**Records shown:**
————————

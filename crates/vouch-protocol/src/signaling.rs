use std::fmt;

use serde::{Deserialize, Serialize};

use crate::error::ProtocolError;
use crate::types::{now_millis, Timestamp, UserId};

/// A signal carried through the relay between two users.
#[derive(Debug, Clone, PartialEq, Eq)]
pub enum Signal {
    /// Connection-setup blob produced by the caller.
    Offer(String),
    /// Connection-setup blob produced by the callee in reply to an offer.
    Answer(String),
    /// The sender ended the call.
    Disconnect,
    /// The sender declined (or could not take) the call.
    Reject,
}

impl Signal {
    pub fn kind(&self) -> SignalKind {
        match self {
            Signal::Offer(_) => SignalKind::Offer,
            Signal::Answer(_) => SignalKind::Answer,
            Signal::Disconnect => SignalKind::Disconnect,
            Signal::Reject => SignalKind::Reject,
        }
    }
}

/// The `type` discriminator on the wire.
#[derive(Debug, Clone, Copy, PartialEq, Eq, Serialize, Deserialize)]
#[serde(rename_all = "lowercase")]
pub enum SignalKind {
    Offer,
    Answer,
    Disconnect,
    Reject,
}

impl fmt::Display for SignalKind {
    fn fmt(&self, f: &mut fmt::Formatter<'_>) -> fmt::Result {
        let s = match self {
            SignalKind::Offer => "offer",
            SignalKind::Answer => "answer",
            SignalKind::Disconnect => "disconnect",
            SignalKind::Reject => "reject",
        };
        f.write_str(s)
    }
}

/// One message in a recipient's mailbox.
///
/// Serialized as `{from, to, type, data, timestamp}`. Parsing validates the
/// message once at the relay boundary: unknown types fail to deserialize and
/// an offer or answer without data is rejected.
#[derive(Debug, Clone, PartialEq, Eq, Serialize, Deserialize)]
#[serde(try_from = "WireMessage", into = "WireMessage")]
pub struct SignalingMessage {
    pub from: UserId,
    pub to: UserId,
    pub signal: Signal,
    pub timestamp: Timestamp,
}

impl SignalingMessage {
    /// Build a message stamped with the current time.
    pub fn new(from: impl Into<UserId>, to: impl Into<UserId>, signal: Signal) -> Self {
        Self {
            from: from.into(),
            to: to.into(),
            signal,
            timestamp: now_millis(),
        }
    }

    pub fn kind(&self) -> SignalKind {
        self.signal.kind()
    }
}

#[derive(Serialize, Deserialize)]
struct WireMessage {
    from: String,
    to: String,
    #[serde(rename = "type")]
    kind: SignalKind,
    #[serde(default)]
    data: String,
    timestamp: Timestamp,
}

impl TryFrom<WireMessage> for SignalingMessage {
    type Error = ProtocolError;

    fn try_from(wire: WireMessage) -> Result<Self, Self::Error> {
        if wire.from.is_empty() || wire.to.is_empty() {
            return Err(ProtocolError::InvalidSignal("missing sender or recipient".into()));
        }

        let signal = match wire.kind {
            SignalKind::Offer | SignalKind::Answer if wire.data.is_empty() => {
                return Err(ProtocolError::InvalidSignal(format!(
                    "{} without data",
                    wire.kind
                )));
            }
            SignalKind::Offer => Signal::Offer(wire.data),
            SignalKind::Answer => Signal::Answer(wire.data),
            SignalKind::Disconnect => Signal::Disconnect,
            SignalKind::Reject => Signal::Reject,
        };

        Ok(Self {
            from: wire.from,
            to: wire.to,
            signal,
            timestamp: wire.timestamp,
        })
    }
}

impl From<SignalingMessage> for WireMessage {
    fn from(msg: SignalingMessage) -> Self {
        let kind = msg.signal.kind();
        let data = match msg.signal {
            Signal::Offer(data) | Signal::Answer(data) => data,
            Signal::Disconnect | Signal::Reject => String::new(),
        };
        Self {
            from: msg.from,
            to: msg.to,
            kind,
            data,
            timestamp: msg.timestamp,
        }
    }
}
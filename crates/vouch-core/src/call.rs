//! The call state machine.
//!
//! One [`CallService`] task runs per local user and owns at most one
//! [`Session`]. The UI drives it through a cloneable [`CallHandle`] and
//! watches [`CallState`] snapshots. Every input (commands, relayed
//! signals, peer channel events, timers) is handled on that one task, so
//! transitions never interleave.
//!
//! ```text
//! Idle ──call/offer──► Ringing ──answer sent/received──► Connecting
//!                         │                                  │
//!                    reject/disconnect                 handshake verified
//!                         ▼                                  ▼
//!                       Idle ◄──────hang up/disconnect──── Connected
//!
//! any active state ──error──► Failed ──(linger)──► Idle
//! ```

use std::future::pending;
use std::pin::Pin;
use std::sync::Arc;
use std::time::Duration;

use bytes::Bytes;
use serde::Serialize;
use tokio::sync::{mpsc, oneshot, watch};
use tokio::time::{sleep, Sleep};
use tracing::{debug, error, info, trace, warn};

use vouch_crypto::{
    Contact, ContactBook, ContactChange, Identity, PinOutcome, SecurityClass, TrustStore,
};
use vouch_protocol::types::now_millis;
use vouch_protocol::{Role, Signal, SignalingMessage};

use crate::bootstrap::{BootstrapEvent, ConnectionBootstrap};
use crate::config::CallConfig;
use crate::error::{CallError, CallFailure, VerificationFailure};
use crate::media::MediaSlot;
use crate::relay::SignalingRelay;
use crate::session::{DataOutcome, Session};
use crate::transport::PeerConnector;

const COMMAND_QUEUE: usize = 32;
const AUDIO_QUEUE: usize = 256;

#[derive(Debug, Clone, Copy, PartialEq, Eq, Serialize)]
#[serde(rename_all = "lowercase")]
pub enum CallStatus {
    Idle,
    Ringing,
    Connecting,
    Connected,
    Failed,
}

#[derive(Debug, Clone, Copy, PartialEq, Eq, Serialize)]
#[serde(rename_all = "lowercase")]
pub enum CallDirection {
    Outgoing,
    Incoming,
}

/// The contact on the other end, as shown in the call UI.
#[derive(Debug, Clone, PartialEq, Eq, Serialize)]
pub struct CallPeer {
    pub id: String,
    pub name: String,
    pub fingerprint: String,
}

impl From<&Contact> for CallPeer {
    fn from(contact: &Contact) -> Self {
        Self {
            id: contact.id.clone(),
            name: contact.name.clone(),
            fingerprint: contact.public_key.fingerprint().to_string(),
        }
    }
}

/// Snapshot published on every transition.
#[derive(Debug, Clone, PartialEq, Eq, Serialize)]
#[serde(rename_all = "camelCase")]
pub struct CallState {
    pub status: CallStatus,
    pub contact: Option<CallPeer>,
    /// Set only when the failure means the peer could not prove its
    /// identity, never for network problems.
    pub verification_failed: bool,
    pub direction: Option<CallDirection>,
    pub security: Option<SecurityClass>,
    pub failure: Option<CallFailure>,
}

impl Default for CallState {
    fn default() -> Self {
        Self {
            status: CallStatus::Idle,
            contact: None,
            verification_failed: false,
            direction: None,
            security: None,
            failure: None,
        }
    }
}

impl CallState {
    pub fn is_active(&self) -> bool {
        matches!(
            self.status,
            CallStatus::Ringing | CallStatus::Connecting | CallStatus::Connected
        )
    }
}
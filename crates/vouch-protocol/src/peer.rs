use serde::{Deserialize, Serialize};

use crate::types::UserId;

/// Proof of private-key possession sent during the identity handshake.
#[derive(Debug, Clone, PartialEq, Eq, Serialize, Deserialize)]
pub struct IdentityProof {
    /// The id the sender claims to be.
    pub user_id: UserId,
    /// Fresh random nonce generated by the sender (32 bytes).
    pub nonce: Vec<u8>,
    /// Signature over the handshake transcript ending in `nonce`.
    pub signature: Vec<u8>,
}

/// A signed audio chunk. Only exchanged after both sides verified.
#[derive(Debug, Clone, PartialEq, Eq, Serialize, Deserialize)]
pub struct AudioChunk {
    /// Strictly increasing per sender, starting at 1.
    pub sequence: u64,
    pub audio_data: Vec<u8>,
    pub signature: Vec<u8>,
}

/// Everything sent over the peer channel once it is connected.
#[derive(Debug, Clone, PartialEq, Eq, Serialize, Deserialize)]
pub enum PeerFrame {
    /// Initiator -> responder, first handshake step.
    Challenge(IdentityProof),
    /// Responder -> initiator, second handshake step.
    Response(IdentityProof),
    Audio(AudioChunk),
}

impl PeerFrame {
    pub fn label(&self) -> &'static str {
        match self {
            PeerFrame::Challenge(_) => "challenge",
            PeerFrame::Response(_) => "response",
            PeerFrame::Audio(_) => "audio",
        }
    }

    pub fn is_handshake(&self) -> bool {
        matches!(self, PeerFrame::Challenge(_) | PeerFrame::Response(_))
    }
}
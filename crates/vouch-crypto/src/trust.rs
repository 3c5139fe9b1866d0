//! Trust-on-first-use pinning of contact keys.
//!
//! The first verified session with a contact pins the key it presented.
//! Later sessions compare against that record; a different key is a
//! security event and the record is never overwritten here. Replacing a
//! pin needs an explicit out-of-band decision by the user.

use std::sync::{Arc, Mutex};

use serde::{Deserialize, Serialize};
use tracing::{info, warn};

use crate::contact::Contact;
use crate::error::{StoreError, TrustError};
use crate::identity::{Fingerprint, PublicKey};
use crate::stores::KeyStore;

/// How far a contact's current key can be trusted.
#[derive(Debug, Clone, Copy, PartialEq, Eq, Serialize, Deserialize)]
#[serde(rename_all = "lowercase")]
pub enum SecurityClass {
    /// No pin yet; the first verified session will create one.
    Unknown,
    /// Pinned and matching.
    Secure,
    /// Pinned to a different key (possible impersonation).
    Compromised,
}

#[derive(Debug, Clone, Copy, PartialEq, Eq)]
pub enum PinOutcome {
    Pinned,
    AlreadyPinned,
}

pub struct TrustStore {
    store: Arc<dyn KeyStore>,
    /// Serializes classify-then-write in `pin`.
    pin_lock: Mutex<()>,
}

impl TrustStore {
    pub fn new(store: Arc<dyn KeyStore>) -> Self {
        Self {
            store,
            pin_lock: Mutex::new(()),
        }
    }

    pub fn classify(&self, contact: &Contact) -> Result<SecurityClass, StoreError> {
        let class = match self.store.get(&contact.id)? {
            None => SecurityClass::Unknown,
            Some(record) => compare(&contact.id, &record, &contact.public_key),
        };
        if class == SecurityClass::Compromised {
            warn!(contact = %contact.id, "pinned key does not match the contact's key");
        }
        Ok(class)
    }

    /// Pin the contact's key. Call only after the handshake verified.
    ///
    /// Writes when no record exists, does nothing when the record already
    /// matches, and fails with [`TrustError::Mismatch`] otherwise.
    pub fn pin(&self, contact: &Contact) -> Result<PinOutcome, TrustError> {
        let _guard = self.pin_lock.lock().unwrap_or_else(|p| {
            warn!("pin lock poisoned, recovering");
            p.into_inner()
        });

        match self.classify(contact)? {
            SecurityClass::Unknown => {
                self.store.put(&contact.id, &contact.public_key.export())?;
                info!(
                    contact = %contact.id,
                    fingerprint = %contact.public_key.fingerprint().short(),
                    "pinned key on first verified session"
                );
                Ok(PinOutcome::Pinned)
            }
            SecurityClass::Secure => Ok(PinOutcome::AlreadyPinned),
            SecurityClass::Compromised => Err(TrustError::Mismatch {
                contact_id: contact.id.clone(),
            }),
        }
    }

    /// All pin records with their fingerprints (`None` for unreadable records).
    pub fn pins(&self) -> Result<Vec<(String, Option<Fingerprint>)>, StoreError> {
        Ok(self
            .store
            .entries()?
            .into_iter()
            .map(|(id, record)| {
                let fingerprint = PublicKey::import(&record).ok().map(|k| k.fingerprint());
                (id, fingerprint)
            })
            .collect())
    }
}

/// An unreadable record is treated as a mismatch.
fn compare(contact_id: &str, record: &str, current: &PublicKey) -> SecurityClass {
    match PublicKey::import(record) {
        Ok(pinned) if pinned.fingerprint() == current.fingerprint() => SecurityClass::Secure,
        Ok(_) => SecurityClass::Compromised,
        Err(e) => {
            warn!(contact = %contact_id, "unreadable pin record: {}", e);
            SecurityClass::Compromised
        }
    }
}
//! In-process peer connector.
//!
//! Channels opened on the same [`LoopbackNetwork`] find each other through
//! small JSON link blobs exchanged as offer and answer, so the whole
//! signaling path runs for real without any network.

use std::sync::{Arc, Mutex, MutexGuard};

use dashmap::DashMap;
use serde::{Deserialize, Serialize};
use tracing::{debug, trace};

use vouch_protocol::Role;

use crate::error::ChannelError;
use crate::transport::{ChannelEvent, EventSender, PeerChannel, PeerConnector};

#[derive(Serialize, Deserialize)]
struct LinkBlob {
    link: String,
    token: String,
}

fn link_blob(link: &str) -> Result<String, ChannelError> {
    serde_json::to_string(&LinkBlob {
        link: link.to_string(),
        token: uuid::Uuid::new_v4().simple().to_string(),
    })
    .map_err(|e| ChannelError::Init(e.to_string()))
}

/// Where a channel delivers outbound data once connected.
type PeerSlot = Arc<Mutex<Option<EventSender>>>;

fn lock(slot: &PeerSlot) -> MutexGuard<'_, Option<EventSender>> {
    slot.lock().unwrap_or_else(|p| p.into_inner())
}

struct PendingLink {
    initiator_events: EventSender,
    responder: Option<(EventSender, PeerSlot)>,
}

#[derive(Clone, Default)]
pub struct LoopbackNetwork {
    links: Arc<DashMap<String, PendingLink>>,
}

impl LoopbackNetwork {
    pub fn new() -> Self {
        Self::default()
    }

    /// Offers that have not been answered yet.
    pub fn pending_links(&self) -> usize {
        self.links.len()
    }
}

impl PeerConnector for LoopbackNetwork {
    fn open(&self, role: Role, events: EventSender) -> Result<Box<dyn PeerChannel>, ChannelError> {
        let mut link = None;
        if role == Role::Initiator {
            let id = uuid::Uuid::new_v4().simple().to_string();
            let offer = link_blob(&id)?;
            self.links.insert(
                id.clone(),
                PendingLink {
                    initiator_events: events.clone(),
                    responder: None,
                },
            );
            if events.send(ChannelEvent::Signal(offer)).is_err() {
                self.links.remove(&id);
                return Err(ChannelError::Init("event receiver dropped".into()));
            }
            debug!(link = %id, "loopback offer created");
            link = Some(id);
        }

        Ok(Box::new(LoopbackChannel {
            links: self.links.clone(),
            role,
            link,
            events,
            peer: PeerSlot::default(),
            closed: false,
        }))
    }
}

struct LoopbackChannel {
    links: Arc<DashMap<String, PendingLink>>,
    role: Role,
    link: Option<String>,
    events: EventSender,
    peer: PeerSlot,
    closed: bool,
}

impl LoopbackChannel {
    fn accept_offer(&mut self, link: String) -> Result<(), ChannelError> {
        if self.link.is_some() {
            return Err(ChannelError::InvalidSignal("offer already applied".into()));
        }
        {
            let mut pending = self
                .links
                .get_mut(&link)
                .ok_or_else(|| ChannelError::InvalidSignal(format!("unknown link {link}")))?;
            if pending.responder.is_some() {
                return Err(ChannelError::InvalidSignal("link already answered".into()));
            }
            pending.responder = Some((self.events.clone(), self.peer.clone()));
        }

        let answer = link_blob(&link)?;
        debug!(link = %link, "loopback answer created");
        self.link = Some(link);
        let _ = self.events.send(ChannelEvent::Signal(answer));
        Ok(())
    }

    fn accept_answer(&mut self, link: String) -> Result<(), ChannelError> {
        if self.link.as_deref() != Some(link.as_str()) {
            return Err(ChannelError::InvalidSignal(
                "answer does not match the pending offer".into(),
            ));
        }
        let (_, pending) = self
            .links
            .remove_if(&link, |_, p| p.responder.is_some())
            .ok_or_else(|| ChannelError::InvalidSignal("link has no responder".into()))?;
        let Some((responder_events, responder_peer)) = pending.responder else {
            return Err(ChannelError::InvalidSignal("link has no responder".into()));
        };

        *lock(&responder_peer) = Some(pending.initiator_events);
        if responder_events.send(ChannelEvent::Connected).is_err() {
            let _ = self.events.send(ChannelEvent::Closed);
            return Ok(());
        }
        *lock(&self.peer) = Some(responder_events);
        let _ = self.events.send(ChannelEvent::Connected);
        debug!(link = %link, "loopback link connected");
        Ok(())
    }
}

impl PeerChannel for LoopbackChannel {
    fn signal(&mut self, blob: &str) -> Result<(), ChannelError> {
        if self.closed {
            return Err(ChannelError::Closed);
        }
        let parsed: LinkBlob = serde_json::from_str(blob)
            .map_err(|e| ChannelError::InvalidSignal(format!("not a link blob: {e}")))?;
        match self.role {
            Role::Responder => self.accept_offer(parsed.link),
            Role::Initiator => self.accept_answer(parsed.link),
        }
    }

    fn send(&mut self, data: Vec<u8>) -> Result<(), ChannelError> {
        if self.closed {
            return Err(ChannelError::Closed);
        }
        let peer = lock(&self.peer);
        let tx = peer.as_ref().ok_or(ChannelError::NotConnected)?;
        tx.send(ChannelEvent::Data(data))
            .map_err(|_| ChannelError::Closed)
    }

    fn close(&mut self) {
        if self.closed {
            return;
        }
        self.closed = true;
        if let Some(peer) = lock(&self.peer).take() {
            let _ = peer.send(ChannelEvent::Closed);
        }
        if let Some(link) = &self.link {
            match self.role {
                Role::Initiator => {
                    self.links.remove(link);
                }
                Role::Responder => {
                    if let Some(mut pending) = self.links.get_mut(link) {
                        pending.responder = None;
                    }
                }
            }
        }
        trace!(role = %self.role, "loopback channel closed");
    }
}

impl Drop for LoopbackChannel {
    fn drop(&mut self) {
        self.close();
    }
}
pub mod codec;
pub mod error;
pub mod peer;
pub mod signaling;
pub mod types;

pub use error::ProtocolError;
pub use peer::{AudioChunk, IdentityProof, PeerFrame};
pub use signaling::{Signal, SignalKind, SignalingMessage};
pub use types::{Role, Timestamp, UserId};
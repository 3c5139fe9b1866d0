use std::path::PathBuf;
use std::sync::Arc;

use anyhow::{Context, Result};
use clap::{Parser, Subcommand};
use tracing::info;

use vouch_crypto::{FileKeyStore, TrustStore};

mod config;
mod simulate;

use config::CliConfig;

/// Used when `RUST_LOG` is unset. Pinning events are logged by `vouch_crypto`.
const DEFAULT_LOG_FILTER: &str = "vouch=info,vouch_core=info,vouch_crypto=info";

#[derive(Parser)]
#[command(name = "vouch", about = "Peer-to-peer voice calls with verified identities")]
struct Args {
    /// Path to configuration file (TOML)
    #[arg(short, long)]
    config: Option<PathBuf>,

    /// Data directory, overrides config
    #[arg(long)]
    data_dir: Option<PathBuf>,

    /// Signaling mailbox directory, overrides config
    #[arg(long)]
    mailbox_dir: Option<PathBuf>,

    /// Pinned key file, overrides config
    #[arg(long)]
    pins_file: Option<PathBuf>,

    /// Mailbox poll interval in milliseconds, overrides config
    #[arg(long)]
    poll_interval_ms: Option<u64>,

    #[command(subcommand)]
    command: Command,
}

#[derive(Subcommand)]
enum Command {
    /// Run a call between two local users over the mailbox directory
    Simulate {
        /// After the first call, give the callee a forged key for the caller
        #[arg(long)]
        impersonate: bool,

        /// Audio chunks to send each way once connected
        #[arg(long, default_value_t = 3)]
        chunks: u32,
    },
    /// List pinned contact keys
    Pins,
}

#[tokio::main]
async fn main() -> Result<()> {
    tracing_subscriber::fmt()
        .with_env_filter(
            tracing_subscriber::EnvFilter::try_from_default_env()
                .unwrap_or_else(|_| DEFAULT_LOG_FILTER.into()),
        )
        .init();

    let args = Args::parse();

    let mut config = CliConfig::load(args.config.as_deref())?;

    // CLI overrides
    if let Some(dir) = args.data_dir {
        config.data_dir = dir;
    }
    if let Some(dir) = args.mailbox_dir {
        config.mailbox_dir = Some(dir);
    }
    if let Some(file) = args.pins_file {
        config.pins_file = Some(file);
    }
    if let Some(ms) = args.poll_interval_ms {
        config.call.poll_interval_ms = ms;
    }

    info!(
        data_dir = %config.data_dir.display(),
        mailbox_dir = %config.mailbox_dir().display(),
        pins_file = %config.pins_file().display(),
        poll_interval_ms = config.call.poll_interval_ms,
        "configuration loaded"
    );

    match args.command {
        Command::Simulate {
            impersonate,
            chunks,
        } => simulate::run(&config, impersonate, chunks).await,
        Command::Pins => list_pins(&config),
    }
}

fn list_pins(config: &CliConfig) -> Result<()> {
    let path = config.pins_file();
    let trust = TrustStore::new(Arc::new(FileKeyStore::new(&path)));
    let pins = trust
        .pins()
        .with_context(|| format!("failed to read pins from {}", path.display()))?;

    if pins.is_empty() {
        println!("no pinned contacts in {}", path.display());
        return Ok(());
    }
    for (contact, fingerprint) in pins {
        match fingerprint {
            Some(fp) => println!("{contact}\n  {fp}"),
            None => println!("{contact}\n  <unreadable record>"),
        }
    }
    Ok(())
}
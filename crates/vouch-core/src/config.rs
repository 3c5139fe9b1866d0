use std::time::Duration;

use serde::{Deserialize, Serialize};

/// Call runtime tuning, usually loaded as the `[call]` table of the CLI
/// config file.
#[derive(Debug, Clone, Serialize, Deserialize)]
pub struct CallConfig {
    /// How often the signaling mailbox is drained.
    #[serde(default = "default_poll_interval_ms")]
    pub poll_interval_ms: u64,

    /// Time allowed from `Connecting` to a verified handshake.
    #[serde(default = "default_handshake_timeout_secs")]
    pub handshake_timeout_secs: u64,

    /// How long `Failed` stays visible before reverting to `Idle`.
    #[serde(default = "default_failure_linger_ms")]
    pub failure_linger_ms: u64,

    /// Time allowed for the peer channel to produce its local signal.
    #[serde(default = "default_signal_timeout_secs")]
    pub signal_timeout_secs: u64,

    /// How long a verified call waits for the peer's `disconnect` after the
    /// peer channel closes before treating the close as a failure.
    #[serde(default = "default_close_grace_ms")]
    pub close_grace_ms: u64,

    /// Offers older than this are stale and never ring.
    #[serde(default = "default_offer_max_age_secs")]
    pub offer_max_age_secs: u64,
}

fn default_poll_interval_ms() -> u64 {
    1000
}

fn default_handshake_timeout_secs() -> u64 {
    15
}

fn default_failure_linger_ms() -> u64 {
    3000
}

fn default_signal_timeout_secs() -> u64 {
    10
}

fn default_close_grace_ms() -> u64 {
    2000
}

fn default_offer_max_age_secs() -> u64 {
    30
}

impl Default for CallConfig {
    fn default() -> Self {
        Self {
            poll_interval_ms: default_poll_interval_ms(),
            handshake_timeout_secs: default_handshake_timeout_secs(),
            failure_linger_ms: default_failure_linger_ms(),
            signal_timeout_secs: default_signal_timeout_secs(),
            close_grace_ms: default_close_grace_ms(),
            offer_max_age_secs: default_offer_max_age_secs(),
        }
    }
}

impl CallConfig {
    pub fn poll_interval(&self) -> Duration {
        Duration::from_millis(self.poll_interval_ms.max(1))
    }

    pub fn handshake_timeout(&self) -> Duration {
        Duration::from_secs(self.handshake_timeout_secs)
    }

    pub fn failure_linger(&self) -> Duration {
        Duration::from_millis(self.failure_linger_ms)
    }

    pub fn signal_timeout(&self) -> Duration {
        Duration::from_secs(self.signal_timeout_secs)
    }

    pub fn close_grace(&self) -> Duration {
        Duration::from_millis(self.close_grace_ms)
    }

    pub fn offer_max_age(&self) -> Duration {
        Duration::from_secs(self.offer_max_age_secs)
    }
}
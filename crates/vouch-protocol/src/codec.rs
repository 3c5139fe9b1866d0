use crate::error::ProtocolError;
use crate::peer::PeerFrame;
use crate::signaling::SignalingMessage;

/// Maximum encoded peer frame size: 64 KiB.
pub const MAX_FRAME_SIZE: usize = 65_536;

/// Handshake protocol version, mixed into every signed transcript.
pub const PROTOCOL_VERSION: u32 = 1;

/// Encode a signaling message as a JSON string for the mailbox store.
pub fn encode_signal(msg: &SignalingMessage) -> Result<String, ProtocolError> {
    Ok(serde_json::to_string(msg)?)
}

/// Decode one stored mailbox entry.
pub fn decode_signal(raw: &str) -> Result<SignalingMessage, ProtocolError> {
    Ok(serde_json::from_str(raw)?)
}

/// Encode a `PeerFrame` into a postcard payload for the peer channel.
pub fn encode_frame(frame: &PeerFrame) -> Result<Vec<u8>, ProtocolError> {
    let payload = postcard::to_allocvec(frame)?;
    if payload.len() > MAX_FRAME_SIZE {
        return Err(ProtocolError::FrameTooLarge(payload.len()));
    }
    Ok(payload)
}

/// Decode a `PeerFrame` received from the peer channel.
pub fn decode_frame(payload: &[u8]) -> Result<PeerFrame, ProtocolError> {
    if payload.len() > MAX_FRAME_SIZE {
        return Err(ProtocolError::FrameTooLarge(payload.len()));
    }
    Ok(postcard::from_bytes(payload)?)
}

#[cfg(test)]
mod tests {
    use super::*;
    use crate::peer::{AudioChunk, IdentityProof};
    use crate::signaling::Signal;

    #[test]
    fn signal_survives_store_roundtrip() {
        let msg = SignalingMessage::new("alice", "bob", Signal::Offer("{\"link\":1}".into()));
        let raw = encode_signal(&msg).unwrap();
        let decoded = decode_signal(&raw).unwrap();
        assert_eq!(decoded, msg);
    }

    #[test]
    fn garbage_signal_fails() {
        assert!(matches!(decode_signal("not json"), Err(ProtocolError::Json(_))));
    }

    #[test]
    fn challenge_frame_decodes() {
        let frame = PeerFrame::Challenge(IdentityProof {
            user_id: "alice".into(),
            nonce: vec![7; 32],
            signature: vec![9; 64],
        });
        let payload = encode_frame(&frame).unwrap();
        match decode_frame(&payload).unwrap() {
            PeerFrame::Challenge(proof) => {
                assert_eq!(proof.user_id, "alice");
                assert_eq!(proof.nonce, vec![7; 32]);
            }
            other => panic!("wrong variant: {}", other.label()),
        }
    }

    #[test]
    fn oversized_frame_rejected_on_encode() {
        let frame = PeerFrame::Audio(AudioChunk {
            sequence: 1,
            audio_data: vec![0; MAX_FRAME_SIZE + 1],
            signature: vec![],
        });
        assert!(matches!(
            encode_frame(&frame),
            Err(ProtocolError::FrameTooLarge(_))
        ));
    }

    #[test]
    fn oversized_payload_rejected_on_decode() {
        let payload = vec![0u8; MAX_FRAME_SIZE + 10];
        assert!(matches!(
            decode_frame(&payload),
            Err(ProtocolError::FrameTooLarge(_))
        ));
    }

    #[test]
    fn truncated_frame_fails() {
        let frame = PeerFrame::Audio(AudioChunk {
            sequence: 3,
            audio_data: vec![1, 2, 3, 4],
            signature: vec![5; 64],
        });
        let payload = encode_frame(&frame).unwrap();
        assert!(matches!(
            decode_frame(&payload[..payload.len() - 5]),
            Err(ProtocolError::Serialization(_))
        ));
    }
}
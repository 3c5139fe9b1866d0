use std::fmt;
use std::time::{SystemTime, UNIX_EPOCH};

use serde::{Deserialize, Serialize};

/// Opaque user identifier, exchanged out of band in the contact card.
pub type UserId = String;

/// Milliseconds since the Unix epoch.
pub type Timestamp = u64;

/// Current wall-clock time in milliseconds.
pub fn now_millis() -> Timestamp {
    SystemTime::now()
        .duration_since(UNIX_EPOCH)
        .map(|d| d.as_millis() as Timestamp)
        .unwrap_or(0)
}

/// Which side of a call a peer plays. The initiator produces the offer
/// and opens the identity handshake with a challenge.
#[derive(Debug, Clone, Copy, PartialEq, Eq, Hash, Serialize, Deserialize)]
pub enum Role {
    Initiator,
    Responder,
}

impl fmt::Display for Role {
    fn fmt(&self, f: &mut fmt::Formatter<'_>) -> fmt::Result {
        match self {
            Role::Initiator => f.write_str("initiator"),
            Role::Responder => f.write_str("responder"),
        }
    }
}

————————

**Problem statement:** Please reproduce exactly the lines from the first one of the records above through the line containing "take) the call.", both included, and nothing else.

**Answer space:**
filename crates/vouch-protocol/src/signaling.rs
use std::fmt;

use serde::{Deserialize, Serialize};

use crate::error::ProtocolError;
use crate::types::{now_millis, Timestamp, UserId};

/// A signal carried through the relay between two users.
#[derive(Debug, Clone, PartialEq, Eq)]
pub enum Signal {
    /// Connection-setup blob produced by the caller.
    Offer(String),
    /// Connection-setup blob produced by the callee in reply to an offer.
    Answer(String),
    /// The sender ended the call.
    Disconnect,
    /// The sender declined (or could not take) the call.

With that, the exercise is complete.